Mr. BROWNELL. I call the attention of the subcommittee members to the fact that H. R. 2143 at least gives authority to the appropriate commission or board in the Attorney General's Office to establish regulations for waiving this notice provision, at least during the first 120 days while the bill would be in operation.

We think that is a salutary provision, because it may develop in the practical operation of this biĩl that there are other fact situations which we have not thought of where it would be appropriate to waive the notice requirements, and that does give a 120-day period where consideration could be given to those special situations and regulations issued accordingly.

I think that completes my presentation this morning.

The CHAIRMAN. I think you have something that is very important on page 20, a retroactive feature.

Mr. BROWNELL. Oh, yes. I thank you for calling that to my attention, because I did want to mention that.

In the original section 7 of the Clayton Act and in your 1950 amendment you had the following sentence in the bill :

Nothing contained in this section shall be held to affect or impair any right heretofore legally acquired : Provided, That nothing in this section shall be held or construed to authorize or make lawful anything heretofore prohibited or made illegal by the antitrust laws, or to exempt any person from the penalty provisions thereof or the civil remedies therein provided.

I would think that the same sentence should be included in this bill.

Mr. KEATING. Mr. Attorney General, you have not dealt in your statement at all with this provision in these bills about the Federal Trade Commission having the same or similar rights or similar rights to bring injunction suits?

Mr. BROWNELL. That is correct.
Mr. KEATING. Do you favor that?

Mr. BROWNELL. Yes; we do. I believe Chairman Gwynne is slated to follow me on the witness stand this morning and I have therefore left the presentation of that portion of the bill to him.

Mr. KEATING. Is there danger that the prize will be to the swift there? There will be a race between the FIC and the Attorney General to see who gets there first?

Mr. BROWNELL. As I think you know, we have a very fine working relationship with the FTC now. We have liaison officers that exchange information daily, and I would be inclined to think that that situation would not develop.

Under the present law, of course, we work it out that if a preliminary injunction seems to be required, whether the matter first comes to the attention of the FTC or ourselves, we cooperate with them and bring the necessary action so that it is not as though the situation were critical or anything of that sort, because by liaison machinery we can work this out.

But the reasons for the proposed change I think it would be more appropriate perhaps to have Chairman Gwynne present to the committee because they may involve some matters peculiarly within the province of the Trade Commission, and I would like to have him make the formal presentation.

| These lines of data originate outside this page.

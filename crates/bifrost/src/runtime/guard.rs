//! Guarded invocation of unpacked functions

use super::WorkletRuntime;
use crate::value::{JsFunction, JsValue};

/// Invoke `function` on `rt`, guarding against failures thrown on a
/// non-origin thread.
///
/// In debug builds the call runs under a guard that captures panics and
/// script-level errors and surfaces them through the error-reporting
/// channel instead of crashing the host. Release builds call through
/// directly.
#[cfg(debug_assertions)]
pub fn run_guarded(
    rt: &WorkletRuntime,
    function: &JsFunction,
    args: &[JsValue],
) -> Result<JsValue, String> {
    use std::panic::{catch_unwind, AssertUnwindSafe};

    match catch_unwind(AssertUnwindSafe(|| function.call(rt, args))) {
        Ok(Ok(value)) => Ok(value),
        Ok(Err(error)) => {
            tracing::error!(
                runtime = %rt.id(),
                function = function.name(),
                %error,
                "guarded call raised"
            );
            Err(error)
        }
        Err(panic) => {
            let message = panic
                .downcast_ref::<&str>()
                .map(|s| s.to_string())
                .or_else(|| panic.downcast_ref::<String>().cloned())
                .unwrap_or_else(|| "unknown panic".to_string());
            tracing::error!(
                runtime = %rt.id(),
                function = function.name(),
                panic = %message,
                "guarded call panicked"
            );
            Err(message)
        }
    }
}

/// Invoke `function` on `rt` directly (release builds skip the guard).
#[cfg(not(debug_assertions))]
pub fn run_guarded(
    rt: &WorkletRuntime,
    function: &JsFunction,
    args: &[JsValue],
) -> Result<JsValue, String> {
    function.call(rt, args)
}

Mr. MALETZ. Mr. Attorney General, is it not correct that where two corporations propose to merge and as part of the transaction plan to exchange stock or issue new stock, they must file a registration statement with the SEC showing full financial details?

Mr. BROWNELL. Subject to a dollar limitation there, I think anything under $300,000 or $500,000, something of that sort is exempted.

Mr. MALETZ. That is required by the Securities Act of 1933, isn't that right?


Mr. BROWNELL. I have forgotten whether it is the 1933 or the 1934 act.

Mr. MALETZ. And is it not correct that under the Securities Act there is required as a minimum a 20-day waiting period before a registration statement can become effective?

Mr. BROWNELL. I think that is the minimum, yes.

Mr. MALETZ. And is it not also a fact that in some circumstances the waiting period is far longer?

Mr. BROWNELL. Oh, yes.

Mr. MALETZ. And it is true also, is it not, that the merger in such cases cannot take place until the registration statement becomes effective?

Mr. BROW NELL. That is in the case where the issuance of additional stock over a certain dollar amout is required.

Mr. MALETZ. So therefore would you not agree that a waiting period in connection with a proposed merger transaction does not constitute a novel departure from traditional American jurisprudence?

Mr. BROWNELL. It is certainly in the SEC Act.
The CHAIRMAN. And also the SEC Act requires notice?

Mr. BROWNELL. Yes; and I think the same thing is true with certain mergers and acquisitions under special regulatory control before the CAB and FCC and a number of others, so I think it is fair to say that this is not a novel principle.

The CHAIRMAN. So that when we hear this is a very novel and startling proposal, that is not quite true?

Mr. BROWNELL. No; it certainly is not.

Mr. MALETZ. Now, sir, the Federal Trade Commission believes that a 90-day waiting period would be preferable to a 60-day waiting period.

Do you have any particular choice?

Mr. BROWNELL. There is no magic about the number of days. The way we settled on the 60 days was this: We have to have à certain time in which to proceed in an orderly way to consider the matter. We would like to keep the waiting period as short as possible within those limits, but we believe that we need, our experience shows, about 60 days to really develop the necessary facts.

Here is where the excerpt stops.